12th May 2024

Labour leaders Kier Starmer and Angela Rayner – is housing policy radical enough?
The insidious ‘right to buy’ policy was one of the mainstays of the Thatcher government in the 1980’s. The policy was not sold as the privatisation of Council housing as a means to enrich private landlords or to inflate house prices, generating lifelong debt for many. That would have been too honest, too direct for the Tories.
Instead, the policy was sold as a chance to get on the housing ladder, an opportunity for home ownership, the golden ambition promoted as part of the philosophy of the individual above all, as the Tories marched onward in their determination to dismantle any semblance of post war social provision in housing, education and health.
The impact of the policy has been to increase uncertainty for working class families as Council stock diminishes, private rents increase and mortgages soar. As a consequence homelessness and poverty have spiralled.
Figures published by the Department for Levelling Up, Housing and Communities (DLUHC) at the end of last month showed a sharp rise in the number of children living in temporary accommodation.
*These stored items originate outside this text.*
//! Tool-calling HTTP surface
//!
//! Exposes the media service as named tools over axum:
//!
//! - `GET /healthz` liveness check, unauthenticated
//! - `GET /tools` tool descriptors
//! - `POST /tools/{name}` invoke a tool with a JSON argument object
//!
//! Every `/tools` route requires `Authorization: Bearer <MCP_SERVER_API_KEY>`.
//!
//! ## Example
//!
//! ```rust,ignore
//! use std::sync::Arc;
//! use siumai_media_gateway::{config::Settings, server, service::MediaService};
//!
//! let settings = Settings::from_env()?;
//! let service = Arc::new(MediaService::new(settings.provider, settings.storage)?);
//! let app = server::router(service, &settings.server);
//! let listener = tokio::net::TcpListener::bind(settings.server.bind_address()).await?;
//! axum::serve(listener, app).await?;
//! ```

pub mod auth;
pub mod tools;

use axum::Json;
use axum::http::StatusCode;
use axum::response::{IntoResponse, Response};
use axum::routing::{get, post};
use axum::{Router, middleware};
use secrecy::SecretString;
use serde_json::json;
use std::sync::Arc;

use crate::config::ServerConfig;
use crate::error::{ErrorCategory, GatewayError};
use crate::service::MediaService;

/// Shared handler state.
#[derive(Clone)]
pub struct AppState {
    pub service: Arc<MediaService>,
    pub api_key: SecretString,
}

impl std::fmt::Debug for AppState {
    fn fmt(&self, f: &mut std::fmt::Formatter<'_>) -> std::fmt::Result {
        f.debug_struct("AppState")
            .field("service", &self.service)
            .field("api_key", &"[REDACTED]")
            .finish()
    }
}

/// Build the router for a running service.
pub fn router(service: Arc<MediaService>, config: &ServerConfig) -> Router {
    let state = AppState {
        service,
        api_key: config.api_key.clone(),
    };

    let protected = Router::new()
        .route("/tools", get(tools::list_tools))
        .route("/tools/{name}", post(tools::call_tool))
        .route_layer(middleware::from_fn_with_state(
            state.clone(),
            auth::require_bearer,
        ));

    Router::new()
        .route("/healthz", get(healthz))
        .merge(protected)
        .with_state(state)
}

async fn healthz() -> &'static str {
    "ok"
}

/// Failure returned by a tool handler.
#[derive(Debug)]
pub enum ToolError {
    /// The service reported an error.
    Gateway(GatewayError),
    /// No tool with this name exists.
    UnknownTool(String),
    /// The request body is not a JSON object matching the tool's arguments.
    InvalidArguments(String),
}

impl From<GatewayError> for ToolError {
    fn from(err: GatewayError) -> Self {
        Self::Gateway(err)
    }
}

/// HTTP status for a gateway error category.
pub fn status_for(category: ErrorCategory) -> StatusCode {
    match category {
        ErrorCategory::Validation | ErrorCategory::Unsupported => StatusCode::BAD_REQUEST,
        ErrorCategory::Storage => StatusCode::SERVICE_UNAVAILABLE,
        ErrorCategory::Provider | ErrorCategory::Network => StatusCode::BAD_GATEWAY,
        ErrorCategory::Parsing | ErrorCategory::Configuration | ErrorCategory::Lifecycle => {
            StatusCode::INTERNAL_SERVER_ERROR
        }
    }
}

pub(crate) fn error_body(status: StatusCode, kind: &str, message: String) -> Response {
    (
        status,
        Json(json!({ "error": { "kind": kind, "message": message } })),
    )
        .into_response()
}

impl IntoResponse for ToolError {
    fn into_response(self) -> Response {
        match self {
            Self::Gateway(err) => {
                let category = err.category();
                let status = status_for(category);
                if status.is_server_error() {
                    tracing::error!(kind = category.as_str(), "Tool call failed: {err}");
                } else {
                    tracing::info!(kind = category.as_str(), "Tool call rejected: {err}");
                }
                error_body(status, category.as_str(), err.to_string())
            }
            Self::UnknownTool(name) => error_body(
                StatusCode::NOT_FOUND,
                "not_found",
                format!("Unknown tool: {name}"),
            ),
            Self::InvalidArguments(message) => {
                error_body(StatusCode::BAD_REQUEST, "validation", message)
            }
        }
    }
}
There were 145,800 children in temporary accommodation as of the end of December last year, up by a fifth on 20 years ago when records for this measure began, and up 15% on the same period in 2022.
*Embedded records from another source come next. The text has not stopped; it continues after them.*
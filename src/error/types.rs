//! Core error types for the media gateway.

use thiserror::Error;

/// Guidance appended to every storage-related failure so operators know which
/// environment variables enable artifact URLs.
pub const STORAGE_REQUIRED_MSG: &str = "Azure Blob Storage uploads are not configured. \
Set AZURE_STORAGE_CONNECTION_STRING, AZURE_BLOB_CONTAINER, and AZURE_BLOB_PUBLIC_BASE_URL \
to enable asset URLs.";

/// Coarse-grained error classification used by the tool-calling surface.
#[derive(Debug, Clone, Copy, PartialEq, Eq, Hash)]
pub enum ErrorCategory {
    /// Caller-supplied value outside its closed set.
    Validation,
    /// Capability not available on the configured backend variant.
    Unsupported,
    /// The provider rejected or failed the request.
    Provider,
    /// Artifact persistence is unavailable or failed.
    Storage,
    /// Transport-level failure.
    Network,
    /// Malformed provider payload.
    Parsing,
    /// Invalid or missing configuration.
    Configuration,
    /// The service has been shut down.
    Lifecycle,
}

impl ErrorCategory {
    pub fn as_str(self) -> &'static str {
        match self {
            Self::Validation => "validation",
            Self::Unsupported => "unsupported",
            Self::Provider => "provider",
            Self::Storage => "storage",
            Self::Network => "network",
            Self::Parsing => "parsing",
            Self::Configuration => "configuration",
            Self::Lifecycle => "lifecycle",
        }
    }
}

/// Gateway error taxonomy.
#[derive(Debug, Clone, Error)]
pub enum GatewayError {
    /// A caller-supplied field is outside its accepted set or range.
    #[error("{message}")]
    Validation { field: String, message: String },

    /// The capability cannot run on the configured backend variant.
    #[error("{backend} does not currently support {capability} generation")]
    UnsupportedCapability { capability: String, backend: String },

    /// A video job reached a terminal state other than `completed`.
    #[error("Video job {job_id} did not complete successfully (status={status})")]
    VideoJobFailed { job_id: String, status: String },

    /// Persistence was required but no storage is configured.
    #[error("{}", STORAGE_REQUIRED_MSG)]
    StorageNotConfigured,

    /// Persistence ran but produced no public URL.
    #[error(
        "Unable to produce a publicly accessible {asset_type} asset URL. {}",
        STORAGE_REQUIRED_MSG
    )]
    MissingArtifactUrl { asset_type: String },

    /// Non-success HTTP response from the provider.
    #[error("API error {code}: {message}")]
    ApiError {
        code: u16,
        message: String,
        details: Option<serde_json::Value>,
    },

    #[error("HTTP error: {0}")]
    HttpError(String),

    #[error("Parse error: {0}")]
    ParseError(String),

    #[error("JSON error: {0}")]
    JsonError(String),

    /// Upload to the object store failed.
    #[error("Storage error: {0}")]
    StorageError(String),

    #[error("Configuration error: {0}")]
    ConfigurationError(String),

    #[error("Timeout: {0}")]
    TimeoutError(String),

    /// A call was issued after `MediaService::close`.
    #[error("Media service has been shut down")]
    ServiceClosed,
}

impl GatewayError {
    /// Build a validation error for a value outside a closed set.
    ///
    /// The accepted values are listed in sorted order.
    pub fn invalid_choice(field: &str, allowed: &[&str], received: impl std::fmt::Debug) -> Self {
        let mut sorted = allowed.to_vec();
        sorted.sort_unstable();
        Self::Validation {
            field: field.to_string(),
            message: format!(
                "{field} must be one of {} (received: {received:?})",
                sorted.join(", ")
            ),
        }
    }

    /// Build a validation error with a free-form message.
    pub fn invalid_field(field: &str, message: impl Into<String>) -> Self {
        Self::Validation {
            field: field.to_string(),
            message: message.into(),
        }
    }

    pub fn category(&self) -> ErrorCategory {
        match self {
            Self::Validation { .. } => ErrorCategory::Validation,
            Self::UnsupportedCapability { .. } => ErrorCategory::Unsupported,
            Self::VideoJobFailed { .. } | Self::ApiError { .. } | Self::TimeoutError(_) => {
                ErrorCategory::Provider
            }
            Self::StorageNotConfigured
            | Self::MissingArtifactUrl { .. }
            | Self::StorageError(_) => ErrorCategory::Storage,
            Self::HttpError(_) => ErrorCategory::Network,
            Self::ParseError(_) | Self::JsonError(_) => ErrorCategory::Parsing,
            Self::ConfigurationError(_) => ErrorCategory::Configuration,
            Self::ServiceClosed => ErrorCategory::Lifecycle,
        }
    }

    /// HTTP status code carried by provider errors.
    pub fn status_code(&self) -> Option<u16> {
        match self {
            Self::ApiError { code, .. } => Some(*code),
            _ => None,
        }
    }

    pub fn is_validation(&self) -> bool {
        self.category() == ErrorCategory::Validation
    }

    /// Name of the offending field for validation errors.
    pub fn field(&self) -> Option<&str> {
        match self {
            Self::Validation { field, .. } => Some(field.as_str()),
            _ => None,
        }
    }
}

#[cfg(test)]
mod tests {
    use super::*;

    #[test]
    fn invalid_choice_lists_sorted_values() {
        let err =
            GatewayError::invalid_choice("quality", &["low", "medium", "high", "auto"], "ultra");
        assert_eq!(
            err.to_string(),
            "quality must be one of auto, high, low, medium (received: \"ultra\")"
        );
        assert_eq!(err.field(), Some("quality"));
        assert!(err.is_validation());
    }

    #[test]
    fn storage_errors_name_missing_configuration() {
        let err = GatewayError::StorageNotConfigured;
        assert!(err.to_string().contains("AZURE_STORAGE_CONNECTION_STRING"));
        assert_eq!(err.category(), ErrorCategory::Storage);

        let err = GatewayError::MissingArtifactUrl {
            asset_type: "image".into(),
        };
        assert!(err.to_string().starts_with(
            "Unable to produce a publicly accessible image asset URL."
        ));
    }

    #[test]
    fn video_failure_carries_job_and_status() {
        let err = GatewayError::VideoJobFailed {
            job_id: "video_123".into(),
            status: "failed".into(),
        };
        assert_eq!(
            err.to_string(),
            "Video job video_123 did not complete successfully (status=failed)"
        );
        assert_eq!(err.category(), ErrorCategory::Provider);
    }
}
//! Media gateway server.
//!
//! Reads configuration from the environment (and `.env`), serves the tool
//! endpoints until Ctrl-C, then closes the provider client and blob store.

use std::sync::Arc;

use siumai_media_gateway::config::Settings;
use siumai_media_gateway::observability::{self, mask_token};
use siumai_media_gateway::server;
use siumai_media_gateway::service::MediaService;

use secrecy::ExposeSecret;

#[tokio::main]
async fn main() -> Result<(), Box<dyn std::error::Error>> {
    // settings first so `.env` can carry the log level
    let settings = Settings::from_env()?;
    observability::init_from_env()?;

    tracing::info!(
        name = %settings.server.name,
        provider = settings.provider.provider_id(),
        api_key = %mask_token(Some(settings.server.api_key.expose_secret())),
        storage = settings.storage.is_some(),
        "Starting media gateway"
    );
    if !settings.server.required_scopes.is_empty() {
        tracing::info!(scopes = ?settings.server.required_scopes, "Required scopes configured");
    }

    let service = Arc::new(MediaService::new(
        settings.provider.clone(),
        settings.storage.clone(),
    )?);
    let app = server::router(Arc::clone(&service), &settings.server);

    let address = settings.server.bind_address();
    let listener = tokio::net::TcpListener::bind(&address).await?;
    tracing::info!(
        address = %address,
        base_url = settings.server.base_url.as_deref().unwrap_or(""),
        "Listening"
    );

    let served = axum::serve(listener, app)
        .with_graceful_shutdown(shutdown_signal())
        .await;

    tracing::info!("Server stopped; releasing provider and storage clients");
    let closed = service.close().await;
    served?;
    closed?;
    Ok(())
}

async fn shutdown_signal() {
    if let Err(e) = tokio::signal::ctrl_c().await {
        tracing::error!("Failed to listen for shutdown signal: {e}");
    }
}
Michael Gove, the DLUHC Secretary of State has admitted that “for years now we have not been building enough homes” and that the Government has missed the supply target of at least 300,000 new homes per year. However, building homes only addresses part of the problem, making those homes affordable and secure for working class families is the real challenge.
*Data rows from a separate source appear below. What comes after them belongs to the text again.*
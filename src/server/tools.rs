//! Tool descriptors and dispatch.

use axum::Json;
use axum::body::Bytes;
use axum::extract::{Path, State};
use serde::Deserialize;
use serde::de::DeserializeOwned;
use serde_json::{Value, json};

use super::{AppState, ToolError};
use crate::error::GatewayError;
use crate::types::{ChatParams, ImageParams, SpeechParams, VideoParams};

pub const TOOL_NAMES: [&str; 5] = [
    "chat_completion",
    "generate_image",
    "synthesize_speech",
    "generate_video",
    "list_supported_models",
];

#[derive(Debug, Deserialize)]
#[serde(default)]
struct ListModelsArgs {
    capability: Option<String>,
    include_provider_metadata: bool,
}

impl Default for ListModelsArgs {
    fn default() -> Self {
        Self {
            capability: None,
            include_provider_metadata: true,
        }
    }
}

/// Descriptor list returned by `GET /tools`.
pub fn descriptors() -> Value {
    json!([
        {
            "name": "chat_completion",
            "description": "Run a chat completion with the configured chat model.",
            "input_schema": {
                "type": "object",
                "required": ["prompt"],
                "properties": {
                    "prompt": { "type": "string" },
                    "system_prompt": { "type": "string" },
                    "model": { "type": "string" },
                    "temperature": { "type": "number", "default": 0.2 },
                    "top_p": { "type": "number", "default": 1.0 },
                    "max_output_tokens": { "type": "integer" },
                    "user": { "type": "string" },
                    "response_format": {
                        "type": "string",
                        "description": "json requests a JSON object; others are forwarded"
                    },
                    "presence_penalty": { "type": "number", "default": 0.0 },
                    "frequency_penalty": { "type": "number", "default": 0.0 },
                    "seed": { "type": "integer" },
                    "metadata": { "type": "object" }
                }
            }
        },
        {
            "name": "generate_image",
            "description": "Generate images and return public blob URLs.",
            "input_schema": {
                "type": "object",
                "required": ["prompt"],
                "properties": {
                    "prompt": { "type": "string" },
                    "size": {
                        "type": "string",
                        "enum": ["1024x1024", "1024x1536", "1536x1024", "auto"],
                        "default": "1024x1024"
                    },
                    "quality": {
                        "type": "string",
                        "enum": ["low", "medium", "high", "auto", "standard", "hd"],
                        "default": "high"
                    },
                    "count": { "type": "integer", "minimum": 1, "maximum": 10, "default": 1 },
                    "user": { "type": "string" }
                }
            }
        },
        {
            "name": "synthesize_speech",
            "description": "Convert text to speech and return a public blob URL.",
            "input_schema": {
                "type": "object",
                "required": ["text"],
                "properties": {
                    "text": { "type": "string" },
                    "model": { "type": "string" },
                    "voice": { "type": "string" },
                    "response_format": { "type": "string", "default": "mp3" },
                    "speed": { "type": "number", "default": 1.0 }
                }
            }
        },
        {
            "name": "generate_video",
            "description": "Create a video job, wait for it and return a public blob URL.",
            "input_schema": {
                "type": "object",
                "required": ["prompt"],
                "properties": {
                    "prompt": { "type": "string" },
                    "model": { "type": "string" },
                    "seconds": { "type": "integer", "enum": [4, 8, 12], "default": 4 },
                    "size": { "type": "string", "default": "720x1280" },
                    "variant": {
                        "type": "string",
                        "enum": ["video", "thumbnail", "spritesheet"],
                        "default": "video"
                    }
                }
            }
        },
        {
            "name": "list_supported_models",
            "description": "List the configured model for each capability.",
            "input_schema": {
                "type": "object",
                "properties": {
                    "capability": {
                        "type": "string",
                        "enum": ["chat", "image", "audio", "video"]
                    },
                    "include_provider_metadata": { "type": "boolean", "default": true }
                }
            }
        }
    ])
}

pub async fn list_tools() -> Json<Value> {
    Json(json!({ "tools": descriptors() }))
}

pub async fn call_tool(
    State(state): State<AppState>,
    Path(name): Path<String>,
    body: Bytes,
) -> Result<Json<Value>, ToolError> {
    if !TOOL_NAMES.contains(&name.as_str()) {
        return Err(ToolError::UnknownTool(name));
    }
    tracing::debug!(tool = %name, "Tool call received");

    let service = &state.service;
    let output = match name.as_str() {
        "chat_completion" => {
            let params: ChatParams = parse_arguments(&body)?;
            to_json(service.chat_completion(params).await?)?
        }
        "generate_image" => {
            let params: ImageParams = parse_arguments(&body)?;
            to_json(service.generate_image(params).await?)?
        }
        "synthesize_speech" => {
            let params: SpeechParams = parse_arguments(&body)?;
            to_json(service.synthesize_speech(params).await?)?
        }
        "generate_video" => {
            let params: VideoParams = parse_arguments(&body)?;
            to_json(service.generate_video(params).await?)?
        }
        _ => {
            let args: ListModelsArgs = parse_arguments(&body)?;
            service.list_supported_models(
                args.capability.as_deref(),
                args.include_provider_metadata,
            )?
        }
    };
    Ok(Json(output))
}

/// An empty body means "no arguments".
fn parse_arguments<T: DeserializeOwned>(body: &[u8]) -> Result<T, ToolError> {
    let body = if body.iter().all(u8::is_ascii_whitespace) {
        b"{}".as_slice()
    } else {
        body
    };
    serde_json::from_slice(body)
        .map_err(|e| ToolError::InvalidArguments(format!("Invalid tool arguments: {e}")))
}

fn to_json<T: serde::Serialize>(value: T) -> Result<Value, ToolError> {
    serde_json::to_value(value).map_err(|e| ToolError::Gateway(GatewayError::from(e)))
}
//! Image generation types

use serde::{Deserialize, Serialize};

/// Supported image output resolutions.
#[derive(Debug, Clone, Copy, PartialEq, Eq, Hash)]
pub enum ImageSize {
    Square1024,
    Portrait1024x1536,
    Landscape1536x1024,
    Auto,
}

impl ImageSize {
    pub const ACCEPTED: [&'static str; 4] = ["1024x1024", "1024x1536", "1536x1024", "auto"];

    pub fn as_str(&self) -> &'static str {
        match self {
            Self::Square1024 => "1024x1024",
            Self::Portrait1024x1536 => "1024x1536",
            Self::Landscape1536x1024 => "1536x1024",
            Self::Auto => "auto",
        }
    }
}

/// Supported image quality presets.
#[derive(Debug, Clone, Copy, PartialEq, Eq, Hash)]
pub enum ImageQuality {
    Low,
    Medium,
    High,
    Auto,
}

impl ImageQuality {
    pub const ACCEPTED: [&'static str; 4] = ["low", "medium", "high", "auto"];

    pub fn as_str(&self) -> &'static str {
        match self {
            Self::Low => "low",
            Self::Medium => "medium",
            Self::High => "high",
            Self::Auto => "auto",
        }
    }
}

/// Raw image arguments as received from the tool-calling layer.
#[derive(Debug, Clone, Serialize, Deserialize)]
#[serde(default)]
pub struct ImageParams {
    /// Natural language description of the image to render.
    pub prompt: String,
    pub size: String,
    pub quality: String,
    /// Number of variations to render (1-10).
    pub count: i64,
    pub user: Option<String>,
}

impl Default for ImageParams {
    fn default() -> Self {
        Self {
            prompt: String::new(),
            size: "1024x1024".to_string(),
            quality: "high".to_string(),
            count: 1,
            user: None,
        }
    }
}

impl ImageParams {
    pub fn new(prompt: impl Into<String>) -> Self {
        Self {
            prompt: prompt.into(),
            ..Default::default()
        }
    }

    pub fn with_size(mut self, size: impl Into<String>) -> Self {
        self.size = size.into();
        self
    }

    pub fn with_quality(mut self, quality: impl Into<String>) -> Self {
        self.quality = quality.into();
        self
    }

    pub fn with_count(mut self, count: i64) -> Self {
        self.count = count;
        self
    }
}

/// Normalized image request.
#[derive(Debug, Clone)]
pub struct ImageRequest {
    pub prompt: String,
    pub size: ImageSize,
    pub quality: ImageQuality,
    pub count: u8,
    pub user: Option<String>,
}

/// A persisted image variation.
#[derive(Debug, Clone, PartialEq, Serialize, Deserialize)]
pub struct ImageEntry {
    pub blob_url: String,
    pub revised_prompt: Option<String>,
}

/// Flattened image generation result.
#[derive(Debug, Clone, PartialEq, Serialize, Deserialize)]
pub struct ImageResult {
    pub model: String,
    #[serde(rename = "created")]
    pub created_timestamp: Option<i64>,
    /// One entry per variation, in provider order.
    pub images: Vec<ImageEntry>,
}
Recent Freedom of Information requests, sent by the New Economics Foundation (NEF), found that 41% of all council homes sold under the right to buy scheme are now being let on the private market.
The research also found that the number of homes bought under right to buy and now in the private sector has risen by 3.2 percentage points since 2014/15. This means that around 109,000 more former council homes are now being let privately.
The New Economics Foundation (NEF) has called for a ‘suite of powers’ over housing policy to be devolved from Westminster to local authorities, which would give councillors the “ability to make decisions regarding the future of their council housing stock and give them greater control over the tenure balance of homes in their area”.
Insecurity in the private sector is supposedly being addressed with reforms to the private rented sector. Gove has insisted that the long-promised plan to end tenants being forced from their homes under section 21 notices will take “a matter of months”, but could not give an exact timetable.
With housing security being such a key issue for working class families and with a General Election looming it would be timely for the Labour Party to have a radical approach to housing and look to repeal the right to buy legislation in order to give Council’s more control over housing stock.
Labour does have a plan for housing, which focuses on building on brownfield sites and on poor quality and ugly areas of the Green Belt, which it has redesignated the Grey Belt. Affordable homes are mentioned, in the context of new developments having to target at least 50% affordable housing when land is released. Which sounds fine but a target is not an obligation and housing can quite quickly become unaffordable, when it is on the private market, or it can get sucked into the private rented sector.
As with many policy commitments the Labour leadership position on housing is kept vague in an attempt to avoid any direct criticism. Meanwhile, Homeless Link, the national membership charity for frontline homelessness organisations, criticised the UK government for not uplifting funding to match rising inflation. The group found there were 39% fewer accommodation providers and 26% fewer bed spaces for people experiencing homelessness in England in 2021 compared to 2010 with funding cited as one of the main reasons for the decline.
Abolishing the right to buy would be a massive step towards a policy which could make housing truly affordable for working class families. Labour need to prioritise giving working class families the right to a home, over the Tory philosophy of the right to buy.